In der Abbildung kann man sowohl die Spur der Impföse noch erkennen, als auch den Effekt des Verdünnungsausstrichs: In der ersten Fraktion unten links ist noch alles von einer großen Kolonie überwuchert; dies allein ist für eine Identifizierung der meisten Mikroorganismen ungeeignet. In der zweiten Fraktion oben links sind bereits Einzelkolonien zu sehen, in der letzten Fraktion auf der rechten Seite sind es nur noch Einzelkolonien. Einzelkolonien entstehen aus einer einzigen Zelle oder aus wenigen gleichartigen Zellen, die sich dort von der Impföse gelöst haben.

Unter bestimmten Umständen, vor allem bei Verwendung spezieller Differentialnährböden, können Einzelkolonien aufgrund von Form, Oberfläche, Randbegrenzung und Farbe eine Identifizierung des Mikroorganismus ermöglichen. Escherichia coli erkennt man z. B. auf Endo-Agar an kugelrunden Einzelkolonien, die dunkelviolettrot sind und metallisch glänzen. Eine genaue Identifizierung ist allerdings nur durch weitere, zum Teil aufwändige Tests und in schwierigen Fällen durch besonders teure und zeitaufwändige DNA-Analysen möglich.
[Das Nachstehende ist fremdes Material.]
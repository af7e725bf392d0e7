use log::{error, info};
use serde::Serialize;
use tauri::State;
use validator::Validate;

use super::{DifficultyLevel, InterviewConfig, Question, QuestionType};
use crate::AppState;

#[derive(Serialize, Clone, Debug)]
pub struct ChoiceOption<T: Serialize> {
    pub value: T,
    pub label: &'static str,
    pub description: &'static str,
}

#[derive(Serialize, Clone, Debug)]
pub struct DurationOption {
    pub value: u32,
    pub label: &'static str,
}

#[derive(Serialize, Clone, Debug)]
pub struct SetupOptions {
    pub difficulties: Vec<ChoiceOption<DifficultyLevel>>,
    pub question_types: Vec<ChoiceOption<QuestionType>>,
    pub durations: Vec<DurationOption>,
}

pub fn setup_options() -> SetupOptions {
    SetupOptions {
        difficulties: vec![
            ChoiceOption {
                value: DifficultyLevel::Entry,
                label: "Entry Level",
                description: "Basic concepts and fundamentals",
            },
            ChoiceOption {
                value: DifficultyLevel::Mid,
                label: "Mid Level",
                description: "Practical application and problem solving",
            },
            ChoiceOption {
                value: DifficultyLevel::Senior,
                label: "Senior Level",
                description: "Architecture and leadership decisions",
            },
        ],
        question_types: vec![
            ChoiceOption {
                value: QuestionType::Technical,
                label: "Technical",
                description: "Skills and technical knowledge",
            },
            ChoiceOption {
                value: QuestionType::Behavioral,
                label: "Behavioral",
                description: "Soft skills and past experiences",
            },
            ChoiceOption {
                value: QuestionType::Experience,
                label: "Experience",
                description: "Work history and projects",
            },
            ChoiceOption {
                value: QuestionType::Situational,
                label: "Situational",
                description: "Hypothetical scenarios and judgment",
            },
        ],
        durations: vec![
            DurationOption { value: 15, label: "15 minutes" },
            DurationOption { value: 20, label: "20 minutes" },
            DurationOption { value: 30, label: "30 minutes" },
            DurationOption { value: 45, label: "45 minutes" },
        ],
    }
}

/// Navigation payload handed to the interview view once questions exist.
#[derive(Serialize, Clone, Debug)]
pub struct GeneratedInterview {
    pub interview_id: String,
    pub questions: Vec<Question>,
    pub config: InterviewConfig,
}

// Tauri commands for the setup screen

#[tauri::command]
pub fn get_setup_options() -> SetupOptions {
    setup_options()
}

#[tauri::command]
pub fn default_interview_config() -> InterviewConfig {
    InterviewConfig::default()
}

#[tauri::command]
pub fn toggle_question_type(
    mut config: InterviewConfig,
    question_type: QuestionType,
) -> InterviewConfig {
    config.toggle_question_type(question_type);
    config
}

#[tauri::command]
pub fn adjust_question_count(mut config: InterviewConfig, delta: i32) -> InterviewConfig {
    config.adjust_num_questions(delta);
    config
}

/// Validate the chosen configuration and ask the backend to generate the
/// question set for the uploaded resume.
#[tauri::command]
pub async fn generate_interview(
    resume_id: String,
    config: InterviewConfig,
    state: State<'_, AppState>,
) -> Result<GeneratedInterview, String> {
    config.validate().map_err(|e| {
        error!("Rejected interview config: {}", e);
        format!("Invalid interview configuration: {}", e)
    })?;

    info!(
        "🎯 Generating {} questions ({:?}) for resume {}",
        config.num_questions, config.difficulty, resume_id
    );

    let generated = state
        .api
        .generate_questions(&resume_id, &config)
        .await
        .map_err(|e| e.to_string())?;

    info!(
        "✅ Interview {} created with {} questions",
        generated.interview_id,
        generated.questions.len()
    );

    Ok(GeneratedInterview {
        interview_id: generated.interview_id,
        questions: generated.questions,
        config,
    })
}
Durch Entnehmen einer Probe von einer Einzelkolonie und weitere Isolierung durch Ausstreichen auf einem Agarnährboden kann man eine Reinkultur eines Mikroorganismus gewinnen und diesen – frei von anderen Mikroorganismen, sogenannten Verunreinigungen – weiter vermehren. Wird dabei durch diese Prozedur von einem Individuum ausgegangen, handelt es sich bei der Reinkultur um einen Klon.

Literatur

  • Susan Isaac, David Jennings: Kultur von Mikroorganismen. Spektrum Akad. Verlag, Heidelberg 1996, ISBN 3-8274-0049-X. Übersetzung der englischsprachigen Ausgabe mit dem Titel Microbial culture.

Einzelnachweise

  1. Birgit Hadeler, Sirkka Scholz, Ralf Reski: Gelrite and agar differently influence cytokinin-sensitivity of a moss. In: Journal of Plant Physiology. Bd. 146, 1995, S. 369-371.